When given sugars such as glucose, sucrose, and maltose, fungi can use organic compounds to synthesize their required proteins. Thiamine and biotin are vitamins essential for fungi. Fungi can survive at temperatures between 0 and 30 degrees Celsius, with 20 to 30 degrees Celsius being the ideal range. The optimal pH for fungal growth is around 6, although the pH range can vary from 2 to 12.
Fungal Cytology
Fungal cells have cell walls. The nuclei are small and visible under a light microscope, with a double-layered nuclear membrane containing pores. During mitosis, the nuclear membrane does not disappear, and nucleoli remain intact, although during meiosis, the nuclear membrane and nucleoli disintegrate. The endoplasmic reticulum in fungi is composed of two parallel membranes, prominent in young cells but sparse and sometimes invisible in older cells. Ribosomes are present and scattered within the cell cytoplasm. Mitochondria are also found in fungal cells, and the Golgi apparatus, composed of dictyosome units, is present. Vacuoles are numerous in young cells but become fewer and larger in older cells. Fungal storage materials are mainly glycogen and fat.
Morphology of Fungi
Single-celled fungi consist of one cell, or their body can exist as a plasmodium—a multinucleated mass of cytoplasm without a cell wall. In most fungi, the vegetative structure is tubular and known as hyphae or mycelium. Hyphae are transparent, microscopic, and vary in diameter, growing in multiple directions, primarily from their tips. A collection of hyphae is called mycelium. Hyphae with internal walls are known as septate hyphae, while those without are called non-septate hyphae. The internal wall, known as septum, may be porous or incomplete.

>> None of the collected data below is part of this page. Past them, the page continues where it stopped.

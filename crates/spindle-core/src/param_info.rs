//! Parameter and port metadata for block definitions.
//!
//! A block definition advertises ordered input ports, ordered output ports,
//! and ordered parameters. These types carry that metadata. They are plain
//! data: the same descriptors are built in code for fixed-logic blocks and
//! deserialized from the metadata header of template files.
//!
//! # Example
//!
//! ```rust
//! use spindle_core::{ParamDescriptor, DisplayTransform};
//!
//! let gain = ParamDescriptor::new("gain", "Gain", 1.0, -2.0, 1.99)
//!     .with_step(0.01)
//!     .with_display(DisplayTransform::Decibels);
//!
//! assert_eq!(gain.clamp(3.0), 1.99);
//! assert_eq!(gain.display(1.0), "0.0 dB");
//! ```

use serde::{Deserialize, Serialize};

use crate::chip::SAMPLE_RATE;

/// The kind of signal a port carries.
///
/// Connections are only legal between ports of the same kind.
#[derive(Clone, Copy, Debug, Default, PartialEq, Eq, Hash, Serialize, Deserialize)]
#[serde(rename_all = "lowercase")]
pub enum SignalKind {
    /// Audio-rate sample stream.
    #[default]
    Audio,
    /// Slowly varying control value (pots, LFOs, envelopes).
    Control,
}

impl SignalKind {
    /// Lowercase name.
    pub const fn name(self) -> &'static str {
        match self {
            SignalKind::Audio => "audio",
            SignalKind::Control => "control",
        }
    }
}

/// Describes one input or output port of a block.
#[derive(Clone, Debug, PartialEq, Eq, Serialize, Deserialize)]
pub struct PortDescriptor {
    /// Port identifier, unique among the block's inputs or outputs.
    pub id: String,
    /// Display name; defaults to the id.
    #[serde(default)]
    pub name: String,
    /// Signal kind.
    #[serde(default)]
    pub kind: SignalKind,
    /// For inputs: the block cannot generate meaningful code without it.
    #[serde(default)]
    pub required: bool,
}

impl PortDescriptor {
    /// An audio port.
    pub fn audio(id: &str, name: &str) -> Self {
        Self {
            id: id.to_string(),
            name: name.to_string(),
            kind: SignalKind::Audio,
            required: false,
        }
    }

    /// A control port.
    pub fn control(id: &str, name: &str) -> Self {
        Self {
            id: id.to_string(),
            name: name.to_string(),
            kind: SignalKind::Control,
            required: false,
        }
    }

    /// Marks the port as required.
    pub fn required(mut self) -> Self {
        self.required = true;
        self
    }

    /// Display name, falling back to the id.
    pub fn display_name(&self) -> &str {
        if self.name.is_empty() {
            &self.id
        } else {
            &self.name
        }
    }
}

/// How a parameter value is shown to the user.
///
/// Stored values are always plain numbers; the transform only affects display.
#[derive(Clone, Copy, Debug, Default, PartialEq, Eq, Serialize, Deserialize)]
#[serde(rename_all = "lowercase")]
pub enum DisplayTransform {
    /// Shown as stored.
    #[default]
    Linear,
    /// Linear gain shown in decibels.
    Decibels,
    /// 0..1 shown as a percentage.
    Percent,
    /// Sample count shown in milliseconds at the chip sample rate.
    Milliseconds,
    /// Frequency in hertz.
    Hertz,
}

impl DisplayTransform {
    /// Formats a stored value for display.
    pub fn format(self, value: f64) -> String {
        match self {
            DisplayTransform::Linear => format!("{value:.3}"),
            DisplayTransform::Decibels => {
                if value <= 0.0 {
                    "-inf dB".to_string()
                } else {
                    format!("{:.1} dB", 20.0 * value.log10())
                }
            }
            DisplayTransform::Percent => format!("{:.0}%", value * 100.0),
            DisplayTransform::Milliseconds => format!("{:.1} ms", value * 1000.0 / SAMPLE_RATE),
            DisplayTransform::Hertz => format!("{value:.1} Hz"),
        }
    }
}

/// Describes one block parameter.
#[derive(Clone, Debug, PartialEq, Serialize, Deserialize)]
pub struct ParamDescriptor {
    /// Parameter identifier used in graph documents and templates.
    pub id: String,
    /// Display name.
    #[serde(default)]
    pub name: String,
    /// Value used when the graph does not set one.
    pub default: f64,
    /// Minimum allowed value.
    pub min: f64,
    /// Maximum allowed value.
    pub max: f64,
    /// Recommended editing increment.
    #[serde(default = "default_step")]
    pub step: f64,
    /// Display transform.
    #[serde(default)]
    pub display: DisplayTransform,
    /// Labels for a discrete selector; the value is the option index.
    #[serde(default, skip_serializing_if = "Vec::is_empty")]
    pub options: Vec<String>,
}

fn default_step() -> f64 {
    0.01
}

impl ParamDescriptor {
    /// Creates a continuous parameter.
    pub fn new(id: &str, name: &str, default: f64, min: f64, max: f64) -> Self {
        Self {
            id: id.to_string(),
            name: name.to_string(),
            default,
            min,
            max,
            step: default_step(),
            display: DisplayTransform::Linear,
            options: Vec::new(),
        }
    }

    /// Creates a linear gain parameter spanning the S1.14 range.
    pub fn gain(id: &str, name: &str, default: f64) -> Self {
        Self::new(id, name, default, -2.0, 1.99).with_display(DisplayTransform::Decibels)
    }

    /// Creates a discrete selector over `options`.
    pub fn select(id: &str, name: &str, default: usize, options: &[&str]) -> Self {
        Self {
            id: id.to_string(),
            name: name.to_string(),
            default: default as f64,
            min: 0.0,
            max: options.len().saturating_sub(1) as f64,
            step: 1.0,
            display: DisplayTransform::Linear,
            options: options.iter().map(|s| (*s).to_string()).collect(),
        }
    }

    /// Sets the step.
    pub fn with_step(mut self, step: f64) -> Self {
        self.step = step;
        self
    }

    /// Sets the display transform.
    pub fn with_display(mut self, display: DisplayTransform) -> Self {
        self.display = display;
        self
    }

    /// Clamps a value to `[min, max]`.
    pub fn clamp(&self, value: f64) -> f64 {
        value.clamp(self.min, self.max)
    }

    /// Returns `true` if `value` lies within `[min, max]`.
    pub fn contains(&self, value: f64) -> bool {
        value >= self.min && value <= self.max
    }

    /// Formats a value for display, using option labels for selectors.
    pub fn display(&self, value: f64) -> String {
        if !self.options.is_empty() {
            let index = value.round().max(0.0) as usize;
            if let Some(label) = self.options.get(index) {
                return label.clone();
            }
        }
        self.display.format(value)
    }
}

#[cfg(test)]
mod tests {
    use super::*;

    #[test]
    fn clamp_and_contains() {
        let p = ParamDescriptor::new("x", "X", 0.5, 0.0, 1.0);
        assert_eq!(p.clamp(-1.0), 0.0);
        assert_eq!(p.clamp(2.0), 1.0);
        assert!(p.contains(0.25));
        assert!(!p.contains(1.5));
    }

    #[test]
    fn select_uses_option_labels() {
        let p = ParamDescriptor::select("pot", "Pot", 0, &["POT0", "POT1", "POT2"]);
        assert_eq!(p.max, 2.0);
        assert_eq!(p.display(1.0), "POT1");
    }

    #[test]
    fn display_transforms() {
        assert_eq!(DisplayTransform::Decibels.format(1.0), "0.0 dB");
        assert_eq!(DisplayTransform::Decibels.format(0.0), "-inf dB");
        assert_eq!(DisplayTransform::Percent.format(0.25), "25%");
        assert_eq!(DisplayTransform::Milliseconds.format(32768.0), "1000.0 ms");
    }

    #[test]
    fn port_display_name_falls_back_to_id() {
        let mut p = PortDescriptor::audio("in", "");
        assert_eq!(p.display_name(), "in");
        p.name = "Input".into();
        assert_eq!(p.display_name(), "Input");
    }
}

Types of Vegetative Structures in Fungi
1. Prosenchyma: Consists of parallel hyphae, forming a loose connective tissue.
2. Pseudoparenchyma: Tissue with hyphae of similar width and length, forming a structure resembling plant parenchyma.
3. Stroma: A mattress-like structure with a prosenchyma structure on or within which reproductive structures develop.
4. Sclerotium: Another structure with pseudoparenchyma tissue, formed in unfavorable conditions and capable of regrowth when conditions improve.
5. Rhizomorph: A structure that forms in unfavorable conditions, commonly seen in basidiomycetes. It consists of long, parallel hyphae with a meristematic tip. The outer hyphae undergo changes in their cell walls and contents, becoming more opaque. Rhizomorphs can regrow when conditions become favorable.
Fungal Nutrition Mechanisms
– Prototrophic fungi: Fungi capable of synthesizing their required vitamins from available organic compounds.
– Auxotrophic fungi: Fungi that require pre-synthesized vitamins.
– Saprophytic fungi: Fungi that live on decaying materials. Hyphae come into direct contact with food sources, breaking them down and absorbing nutrients via diffusion. Parasitic fungi acquire nutrients either by growing on the host or by penetrating host tissues.